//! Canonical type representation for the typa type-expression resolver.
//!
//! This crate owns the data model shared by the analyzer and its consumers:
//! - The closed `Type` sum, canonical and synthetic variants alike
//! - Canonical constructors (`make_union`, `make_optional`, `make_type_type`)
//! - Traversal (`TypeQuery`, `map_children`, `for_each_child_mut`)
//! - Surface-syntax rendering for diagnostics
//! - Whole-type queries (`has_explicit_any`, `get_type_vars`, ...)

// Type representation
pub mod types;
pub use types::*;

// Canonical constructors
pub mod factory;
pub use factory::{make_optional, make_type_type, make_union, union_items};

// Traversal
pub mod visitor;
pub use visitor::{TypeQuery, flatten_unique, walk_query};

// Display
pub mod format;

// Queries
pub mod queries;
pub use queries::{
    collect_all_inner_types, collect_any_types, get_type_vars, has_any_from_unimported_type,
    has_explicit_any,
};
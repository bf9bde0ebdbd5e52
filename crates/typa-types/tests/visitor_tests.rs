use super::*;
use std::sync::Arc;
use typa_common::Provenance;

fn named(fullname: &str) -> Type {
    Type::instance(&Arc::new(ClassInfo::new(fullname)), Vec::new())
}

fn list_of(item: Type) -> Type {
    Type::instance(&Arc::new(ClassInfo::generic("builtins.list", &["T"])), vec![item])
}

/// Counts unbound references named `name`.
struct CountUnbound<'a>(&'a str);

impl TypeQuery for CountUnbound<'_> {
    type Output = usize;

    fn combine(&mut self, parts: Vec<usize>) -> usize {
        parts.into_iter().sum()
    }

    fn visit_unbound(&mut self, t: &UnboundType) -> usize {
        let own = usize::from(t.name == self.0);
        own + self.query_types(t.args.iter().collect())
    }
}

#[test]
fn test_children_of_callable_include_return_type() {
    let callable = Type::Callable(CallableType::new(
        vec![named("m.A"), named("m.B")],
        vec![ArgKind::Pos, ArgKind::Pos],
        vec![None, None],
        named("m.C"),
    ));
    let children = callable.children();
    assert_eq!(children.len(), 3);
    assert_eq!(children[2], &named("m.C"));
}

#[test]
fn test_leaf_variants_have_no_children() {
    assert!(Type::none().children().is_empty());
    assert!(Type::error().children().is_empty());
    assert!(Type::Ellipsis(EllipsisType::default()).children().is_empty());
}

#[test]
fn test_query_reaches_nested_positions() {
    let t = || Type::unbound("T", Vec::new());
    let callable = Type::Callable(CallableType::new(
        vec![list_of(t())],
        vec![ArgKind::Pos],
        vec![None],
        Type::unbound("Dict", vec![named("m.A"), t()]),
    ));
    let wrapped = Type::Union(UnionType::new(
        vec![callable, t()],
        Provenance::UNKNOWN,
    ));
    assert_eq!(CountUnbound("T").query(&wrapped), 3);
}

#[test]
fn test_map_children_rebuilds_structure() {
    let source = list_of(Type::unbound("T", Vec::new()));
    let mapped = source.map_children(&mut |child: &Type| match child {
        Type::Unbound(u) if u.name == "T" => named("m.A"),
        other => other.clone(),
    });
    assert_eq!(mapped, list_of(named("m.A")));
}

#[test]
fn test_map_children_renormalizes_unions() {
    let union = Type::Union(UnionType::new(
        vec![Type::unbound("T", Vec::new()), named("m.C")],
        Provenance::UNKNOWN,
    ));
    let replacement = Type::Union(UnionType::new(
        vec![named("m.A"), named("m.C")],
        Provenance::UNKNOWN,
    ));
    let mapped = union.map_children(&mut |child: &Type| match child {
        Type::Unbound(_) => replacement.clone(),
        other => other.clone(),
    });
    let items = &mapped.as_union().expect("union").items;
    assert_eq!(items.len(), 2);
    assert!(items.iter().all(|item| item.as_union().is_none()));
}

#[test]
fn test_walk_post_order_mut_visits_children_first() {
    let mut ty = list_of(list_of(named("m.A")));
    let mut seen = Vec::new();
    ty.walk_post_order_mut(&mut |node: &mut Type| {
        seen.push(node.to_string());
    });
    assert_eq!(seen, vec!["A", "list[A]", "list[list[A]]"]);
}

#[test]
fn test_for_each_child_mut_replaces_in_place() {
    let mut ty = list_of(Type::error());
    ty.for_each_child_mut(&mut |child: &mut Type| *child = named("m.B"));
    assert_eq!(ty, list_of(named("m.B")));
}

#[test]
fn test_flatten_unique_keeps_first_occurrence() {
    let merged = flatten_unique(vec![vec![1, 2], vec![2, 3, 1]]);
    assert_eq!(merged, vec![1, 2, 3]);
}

--

◆ **Instructions to follow**: Above this task is a listing. Restate, word for word and with nothing added, the lines from the one with "struct CountUnbound<'a>(&'a str);" through the one with "let own = usize::from(t.name".

◆ **Response area**:
struct CountUnbound<'a>(&'a str);

impl TypeQuery for CountUnbound<'_> {
    type Output = usize;

    fn combine(&mut self, parts: Vec<usize>) -> usize {
        parts.into_iter().sum()
    }

    fn visit_unbound(&mut self, t: &UnboundType) -> usize {
        let own = usize::from(t.name == self.0);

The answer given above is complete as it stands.